I’m not seeing the anomalies in your footage, when they’re on my systems. I checked them in VLC player, AE, and Premiere Pro.
I can think of two possibilities that could cause this.
1. video driver/GPU issues.
See if disabling GPU in premiere fixes the problem
File > Project settings > General & change the video renderer to ‘MPE Software Only’
Then re-enable GPU. You don’t want to work without GPU support in adobe products, but this could reveal your issue. This is not to say that you don’t have driver problems effecting your video overlay, but those issues wouldn’t pass on to the final render and show on other’s computers.

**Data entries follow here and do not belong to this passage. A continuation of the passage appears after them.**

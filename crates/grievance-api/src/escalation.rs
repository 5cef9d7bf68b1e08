//! Periodic overdue sweep that escalates grievances up the authority hierarchy.

use std::path::PathBuf;
use std::sync::atomic::{AtomicBool, Ordering};
use std::sync::Arc;
use std::time::Duration;

use anyhow::Result;
use grievance_core::{
    calculate_priority, next_tier, plan_escalation, AuthorityId, AuthorityLevel, Grievance,
    GrievanceId, GrievanceStatus, GrievanceUpdate, ScoringTables, ESCALATION_AUTHOR_ID,
};
use grievance_store_sqlite::{AuthorityQuery, OverdueQuery, SqliteStore};
use serde::{Deserialize, Serialize};
use time::OffsetDateTime;
use tokio::sync::watch;
use tokio::task::JoinHandle;

use crate::anchor::LedgerAnchor;
use crate::background::BackgroundQueue;
use crate::notify::{self, Notification, NotificationKind, Notifier};
use crate::open_store;
use crate::reputation::ReputationAccumulator;

#[derive(Debug, Clone, Serialize, Deserialize, PartialEq, Eq)]
pub struct EscalationOutcome {
    pub grievance_id: GrievanceId,
    pub previous_assignee: Option<AuthorityId>,
    pub new_assignee: Option<AuthorityId>,
    pub target_tier: AuthorityLevel,
    pub reassigned: bool,
    pub message: String,
}

#[derive(Debug, Clone, Serialize, Deserialize, PartialEq, Eq)]
pub struct SweepReport {
    #[serde(with = "time::serde::rfc3339")]
    pub started_at: OffsetDateTime,
    pub skipped_in_flight: bool,
    pub scanned: usize,
    pub escalated: Vec<EscalationOutcome>,
    pub already_escalated: usize,
    pub failed: usize,
}

impl SweepReport {
    fn empty(started_at: OffsetDateTime) -> Self {
        Self {
            started_at,
            skipped_in_flight: false,
            scanned: 0,
            escalated: Vec::new(),
            already_escalated: 0,
            failed: 0,
        }
    }
}

struct InFlight<'a>(&'a AtomicBool);

impl Drop for InFlight<'_> {
    fn drop(&mut self) {
        self.0.store(false, Ordering::Release);
    }
}

pub struct EscalationPolicyEngine {
    db_path: PathBuf,
    scoring: ScoringTables,
    batch_limit: usize,
    anchor: LedgerAnchor,
    reputation: ReputationAccumulator,
    notifier: Arc<dyn Notifier>,
    queue: BackgroundQueue,
    in_flight: AtomicBool,
}

impl EscalationPolicyEngine {
    #[must_use]
    pub fn new(
        db_path: PathBuf,
        scoring: ScoringTables,
        batch_limit: usize,
        anchor: LedgerAnchor,
        reputation: ReputationAccumulator,
        notifier: Arc<dyn Notifier>,
        queue: BackgroundQueue,
    ) -> Self {
        Self {
            db_path,
            scoring,
            batch_limit,
            anchor,
            reputation,
            notifier,
            queue,
            in_flight: AtomicBool::new(false),
        }
    }

    /// Escalate every overdue grievance once. Overlapping calls return a report
    /// with `skipped_in_flight` set and do nothing.
    ///
    /// # Errors
    /// Returns an error when the overdue query itself fails. Per-grievance
    /// failures are logged and counted in the report.
    pub fn run_sweep(&self, now: OffsetDateTime) -> Result<SweepReport> {
        let mut report = SweepReport::empty(now);
        if self.in_flight.swap(true, Ordering::AcqRel) {
            tracing::debug!("escalation sweep already running; skipping");
            report.skipped_in_flight = true;
            return Ok(report);
        }
        let _guard = InFlight(&self.in_flight);

        let mut store = open_store(&self.db_path)?;
        let candidates = store.list_overdue(&OverdueQuery { now, limit: self.batch_limit })?;
        report.scanned = candidates.len();

        for grievance in &candidates {
            match self.escalate_one(&mut store, grievance, now) {
                Ok(Some(outcome)) => report.escalated.push(outcome),
                Ok(None) => report.already_escalated += 1,
                Err(err) => {
                    report.failed += 1;
                    tracing::warn!(
                        grievance_id = %grievance.id,
                        error = %err,
                        "failed to escalate overdue grievance"
                    );
                }
            }
        }

        if report.scanned > 0 {
            tracing::info!(
                scanned = report.scanned,
                escalated = report.escalated.len(),
                already_escalated = report.already_escalated,
                failed = report.failed,
                "escalation sweep finished"
            );
        }
        Ok(report)
    }

    fn escalate_one(
        &self,
        store: &mut SqliteStore,
        grievance: &Grievance,
        now: OffsetDateTime,
    ) -> Result<Option<EscalationOutcome>> {
        let current = match grievance.assigned_to_id {
            Some(id) => store.get_authority(id)?,
            None => None,
        };
        let current_tier = current.as_ref().map_or(AuthorityLevel::Gro, |authority| authority.level);
        let target_tier = next_tier(current_tier);
        let exclude = current.as_ref().map(|authority| authority.id);

        let replacement = match store.find_authority(&AuthorityQuery {
            level: target_tier,
            department_id: Some(grievance.department_id.clone()),
            exclude,
        })? {
            Some(found) => Some(found),
            None => store.find_authority(&AuthorityQuery {
                level: target_tier,
                department_id: None,
                exclude,
            })?,
        };

        let plan = plan_escalation(grievance, current.as_ref(), replacement.as_ref(), now)?;

        let mut escalated = grievance.clone();
        escalated.status = GrievanceStatus::Escalated;
        escalated.is_escalated = true;
        let priority = calculate_priority(&escalated.priority_input(now), &self.scoring)?;

        let update = GrievanceUpdate::new(
            grievance.id,
            ESCALATION_AUTHOR_ID,
            GrievanceStatus::Escalated,
            plan.message.clone(),
            now,
        );
        if !store.apply_escalation(&plan, priority.total_score, &update)? {
            return Ok(None);
        }

        tracing::info!(
            grievance_id = %grievance.id,
            target_tier = %plan.target_tier,
            reassigned = plan.reassigns(),
            "grievance auto-escalated"
        );

        self.anchor.schedule_status_mirror(grievance.canonical_hash.clone(), &update);
        notify::schedule(&self.queue, &self.notifier, Notification {
            grievance_id: grievance.id,
            recipient_id: grievance.creator_id.clone(),
            kind: NotificationKind::Escalated,
            status: GrievanceStatus::Escalated,
            message: plan.message.clone(),
        });
        if let Some(previous) = plan.previous_assignee {
            self.reputation.record_escalation(previous);
        }
        if plan.reassigns() {
            if let Some(next) = plan.new_assignee {
                self.reputation.record_assignment(next);
            }
        }

        Ok(Some(EscalationOutcome {
            grievance_id: plan.grievance_id,
            previous_assignee: plan.previous_assignee,
            new_assignee: plan.new_assignee,
            target_tier: plan.target_tier,
            reassigned: plan.reassigns(),
            message: plan.message,
        }))
    }

    /// Run [`Self::run_sweep`] every `interval` until `shutdown` flips to `true`.
    pub fn spawn_periodic(
        self: Arc<Self>,
        interval: Duration,
        mut shutdown: watch::Receiver<bool>,
    ) -> JoinHandle<()> {
        tokio::spawn(async move {
            let mut ticker = tokio::time::interval(interval);
            ticker.set_missed_tick_behavior(tokio::time::MissedTickBehavior::Delay);
            loop {
                tokio::select! {
                    changed = shutdown.changed() => {
                        if changed.is_err() || *shutdown.borrow() {
                            tracing::info!("escalation sweep loop stopping");
                            break;
                        }
                    }
                    _ = ticker.tick() => {
                        if let Err(err) = self.run_sweep(OffsetDateTime::now_utc()) {
                            tracing::warn!(error = %err, "escalation sweep failed");
                        }
                    }
                }
            }
        })
    }
}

2. Perhaps at some point you installed a third party codec pack. These are common for xvid, xdiv, and other alternate codecs. In the past, when I’ve installed these players/codec packs, they often overwrite codecs for mp4 and others with their own hacked version of the codecs. You can try installing the ffmpeg codec pack, which will overwrite your mp4 h264 codec with theirs. If this fixes the problem, then it’s the codec. Uninstall all third party codec packs and uninstall/reinstall AE, Premiere Pro, and AME to restore your system to the Adobe installed codecs.
Lastly, I lived in San Francisco for a long time, and I know that spot next to the Ferry Building, in your Power ranges video, very well. My wife and I talk about moving back there every day.
Hope this helps.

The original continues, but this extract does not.